//! Combines the observation and forecast feeds into one view of "now".

use std::collections::{BTreeMap, HashMap};

use chrono::{DateTime, Duration, FixedOffset, NaiveDate, Utc};
use tracing::debug;

use crate::conditions::Condition;
use crate::derived::{feels_like, feels_like_field};
use crate::models::{
    CurrentConditions, DailyForecast, Field, ForecastSeries, HourlyForecast, RawForecastPoint,
    RawObservation,
};

/// How far ahead the hourly window reaches
pub const HOURLY_WINDOW_HOURS: i64 = 48;
/// How far back the hourly window keeps the point covering "now"
pub const HOURLY_LOOKBACK_HOURS: i64 = 1;

/// Orders points chronologically and keeps one point per timestamp.
///
/// On a collision the point with the later issue time wins; with equal (or
/// missing) issue times the one delivered last wins.
pub fn build_series(
    points: Vec<RawForecastPoint>,
    fetched_at: DateTime<Utc>,
    utc_offset: FixedOffset,
) -> ForecastSeries {
    let total = points.len();
    let mut by_time: BTreeMap<DateTime<Utc>, RawForecastPoint> = BTreeMap::new();

    for point in points {
        match by_time.get(&point.timestamp) {
            Some(existing) if existing.issued_at > point.issued_at => {}
            _ => {
                by_time.insert(point.timestamp, point);
            }
        }
    }

    let points: Vec<RawForecastPoint> = by_time.into_values().collect();
    if points.len() < total {
        debug!(
            "Dropped {} forecast points with duplicate timestamps",
            total - points.len()
        );
    }

    let daily = aggregate_daily(&points, utc_offset);
    ForecastSeries {
        points,
        daily,
        fetched_at,
        stale: false,
    }
}

/// Daily high/low per calendar day in station-local time
pub fn aggregate_daily(points: &[RawForecastPoint], utc_offset: FixedOffset) -> Vec<DailyForecast> {
    let mut by_day: BTreeMap<NaiveDate, Vec<&RawForecastPoint>> = BTreeMap::new();
    for point in points {
        let day = point.timestamp.with_timezone(&utc_offset).date_naive();
        by_day.entry(day).or_default().push(point);
    }

    by_day
        .into_iter()
        .map(|(date, entries)| {
            let high = entries
                .iter()
                .map(|p| p.temperature)
                .fold(f64::NEG_INFINITY, f64::max);
            let low = entries
                .iter()
                .map(|p| p.temperature)
                .fold(f64::INFINITY, f64::min);
            let wind_total: f64 = entries.iter().map(|p| p.wind_speed).sum();
            let wind_mean = (wind_total / entries.len() as f64 * 10.0).round() / 10.0;

            DailyForecast {
                date,
                temperature_high: high,
                temperature_low: low,
                condition: dominant_condition(&entries),
                wind_speed_mean: wind_mean,
            }
        })
        .collect()
}

/// Most frequent condition; ties go to the one seen first
fn dominant_condition(entries: &[&RawForecastPoint]) -> Condition {
    let mut counts: HashMap<Condition, usize> = HashMap::new();
    for entry in entries {
        *counts.entry(entry.condition).or_default() += 1;
    }

    let mut best: Option<(Condition, usize)> = None;
    for entry in entries {
        let count = counts[&entry.condition];
        if best.map(|(_, c)| count > c).unwrap_or(true) {
            best = Some((entry.condition, count));
        }
    }
    best.map(|(condition, _)| condition).unwrap_or(Condition::Cloudy)
}

/// The forecast point closest to `now`; earlier point wins a tie
pub fn nearest_point(series: &ForecastSeries, now: DateTime<Utc>) -> Option<&RawForecastPoint> {
    series
        .points
        .iter()
        .min_by_key(|p| (p.timestamp - now).num_seconds().abs())
}

/// Points in `[now - 1h, now + 48h]` with their apparent temperature
pub fn hourly_window(series: &ForecastSeries, now: DateTime<Utc>) -> Vec<HourlyForecast> {
    let start = now - Duration::hours(HOURLY_LOOKBACK_HOURS);
    let end = now + Duration::hours(HOURLY_WINDOW_HOURS);

    series
        .points
        .iter()
        .filter(|p| p.timestamp >= start && p.timestamp <= end)
        .map(|p| HourlyForecast {
            timestamp: p.timestamp,
            temperature: p.temperature,
            apparent_temperature: feels_like(p.temperature, p.wind_speed),
            wind_speed: p.wind_speed,
            wind_direction: p.wind_direction,
            condition: p.condition,
        })
        .collect()
}

/// Whether an observation is recent enough to beat the forecast
pub fn observation_is_fresh(observation: &RawObservation, now: DateTime<Utc>, refresh_interval: Duration) -> bool {
    (now - observation.observed_at).num_seconds().abs() <= refresh_interval.num_seconds()
}

/// Builds the merged current conditions.
///
/// Per field: a fresh observation value wins, then the nearest forecast
/// point (temperature, wind speed, wind direction and condition only), else
/// the field is unavailable.
pub fn merge_current(
    observation: Option<&RawObservation>,
    series: &ForecastSeries,
    now: DateTime<Utc>,
    refresh_interval: Duration,
) -> CurrentConditions {
    let fresh = observation.filter(|obs| observation_is_fresh(obs, now, refresh_interval));
    if observation.is_some() && fresh.is_none() {
        debug!("Observation is older than one refresh interval, ignoring it");
    }
    let forecast = nearest_point(series, now);

    let observed = |pick: fn(&RawObservation) -> Option<f64>| -> Option<f64> { fresh.and_then(pick) };

    let temperature = with_fallback(observed(|o| o.temperature), forecast.map(|p| p.temperature));
    let wind_speed = with_fallback(observed(|o| o.wind_speed), forecast.map(|p| p.wind_speed));
    let wind_direction = with_fallback(
        observed(|o| o.wind_direction),
        forecast.and_then(|p| p.wind_direction),
    );

    let observed_text = fresh.and_then(|o| o.condition_text.clone());
    let (condition, condition_text) = match observed_text {
        Some(text) => (
            Field::Observation(Condition::from_text(Some(text.as_str()))),
            Field::Observation(text),
        ),
        None => (
            forecast.map_or(Field::Unavailable, |p| Field::Forecast(p.condition)),
            forecast
                .and_then(|p| p.condition_text.clone())
                .map_or(Field::Unavailable, Field::Forecast),
        ),
    };

    let apparent = feels_like_field(&temperature, &wind_speed);

    CurrentConditions {
        temperature,
        feels_like: apparent,
        wind_speed,
        wind_direction,
        condition,
        condition_text,
        humidity: observation_only(observed(|o| o.humidity)),
        pressure: observation_only(observed(|o| o.pressure)),
        wind_gust: observation_only(observed(|o| o.wind_gust)),
        precipitation: observation_only(observed(|o| o.precipitation)),
        cloud_cover: observation_only(observed(|o| o.cloud_cover)),
        dew_point: observation_only(observed(|o| o.dew_point)),
        visibility: observation_only(observed(|o| o.visibility)),
        observed_at: fresh.map(|o| o.observed_at),
        forecast_time: forecast.map(|p| p.timestamp),
    }
}

fn with_fallback<T>(observed: Option<T>, forecast: Option<T>) -> Field<T> {
    match (observed, forecast) {
        (Some(v), _) => Field::Observation(v),
        (None, Some(v)) => Field::Forecast(v),
        (None, None) => Field::Unavailable,
    }
}

fn observation_only<T>(observed: Option<T>) -> Field<T> {
    observed.map_or(Field::Unavailable, Field::Observation)
}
------------------------
> [Prompt] Show, from the entries above, every line that includes the string "filter".

> [Answer space]
        .filter(|p| p.timestamp >= start && p.timestamp <= end)
    let fresh = observation.filter(|obs| observation_is_fresh(obs, now, refresh_interval));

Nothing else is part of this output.